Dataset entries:

//! Framing of envelopes on byte streams
//!
//! A frame is a 24 byte little-endian header (`context: u64`, `source: i32`, `tag: i32`,
//! `len: u64`) followed by `len` payload bytes. A frame with context `u64::MAX` announces an
//! abort: `source` is the aborting world rank and `tag` the exit code.

use std::io::{self, prelude::*};

use super::Envelope;
use crate::topology::Rank;

const ABORT_CONTEXT: u64 = u64::MAX;
const HEADER_LEN: usize = 24;

/// A decoded frame
#[derive(Debug, PartialEq, Eq)]
pub(crate) enum Frame {
    Message(Envelope),
    Abort { rank: Rank, code: i32 },
}

fn header(context: u64, source: i32, tag: i32, len: usize) -> [u8; HEADER_LEN] {
    let mut header = [0; HEADER_LEN];
    header[0..8].copy_from_slice(&context.to_le_bytes());
    header[8..12].copy_from_slice(&source.to_le_bytes());
    header[12..16].copy_from_slice(&tag.to_le_bytes());
    header[16..24].copy_from_slice(&(len as u64).to_le_bytes());
    header
}

/// Write an envelope to a stream.
pub(crate) fn write_message<W: Write>(stream: &mut W, envelope: &Envelope) -> io::Result<()> {
    let header = header(
        envelope.context,
        envelope.source,
        envelope.tag,
        envelope.payload.len(),
    );
    stream.write_all(&header)?;
    stream.write_all(&envelope.payload)?;
    stream.flush()
}

/// Write an abort announcement to a stream.
pub(crate) fn write_abort<W: Write>(stream: &mut W, rank: Rank, code: i32) -> io::Result<()> {
    stream.write_all(&header(ABORT_CONTEXT, rank, code, 0))?;
    stream.flush()
}

/// Read the given (const) number of bytes from the front of a buffer into an array.
fn bytes_array<const SIZE: usize>(buffer: &[u8]) -> [u8; SIZE] {
    let mut array = [0; SIZE];
    array.copy_from_slice(&buffer[..SIZE]);
    array
}

/// Read the next frame from a stream. Returns `None` if the stream ended between frames.
pub(crate) fn read_frame<R: Read>(stream: &mut R) -> io::Result<Option<Frame>> {
    let mut header = [0; HEADER_LEN];
    match stream.read_exact(&mut header) {
        Ok(()) => {}
        Err(e) if e.kind() == io::ErrorKind::UnexpectedEof => return Ok(None),
        Err(e) => return Err(e),
    }
    let context = u64::from_le_bytes(bytes_array(&header[0..]));
    let source = i32::from_le_bytes(bytes_array(&header[8..]));
    let tag = i32::from_le_bytes(bytes_array(&header[12..]));
    let len = u64::from_le_bytes(bytes_array(&header[16..]));

    if context == ABORT_CONTEXT {
        return Ok(Some(Frame::Abort {
            rank: source,
            code: tag,
        }));
    }

    let len = usize::try_from(len).map_err(|_| {
        io::Error::new(io::ErrorKind::InvalidData, "frame length exceeds address space")
    })?;
    let mut payload = vec![0; len];
    stream.read_exact(&mut payload)?;
    Ok(Some(Frame::Message(Envelope {
        context,
        source,
        tag,
        payload,
    })))
}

* **Exercise**:
Which lines of the data contain "buffer"? Copy them all.

* **Answer to the problem**:
/// Read the given (const) number of bytes from the front of a buffer into an array.
fn bytes_array<const SIZE: usize>(buffer: &[u8]) -> [u8; SIZE] {
    array.copy_from_slice(&buffer[..SIZE]);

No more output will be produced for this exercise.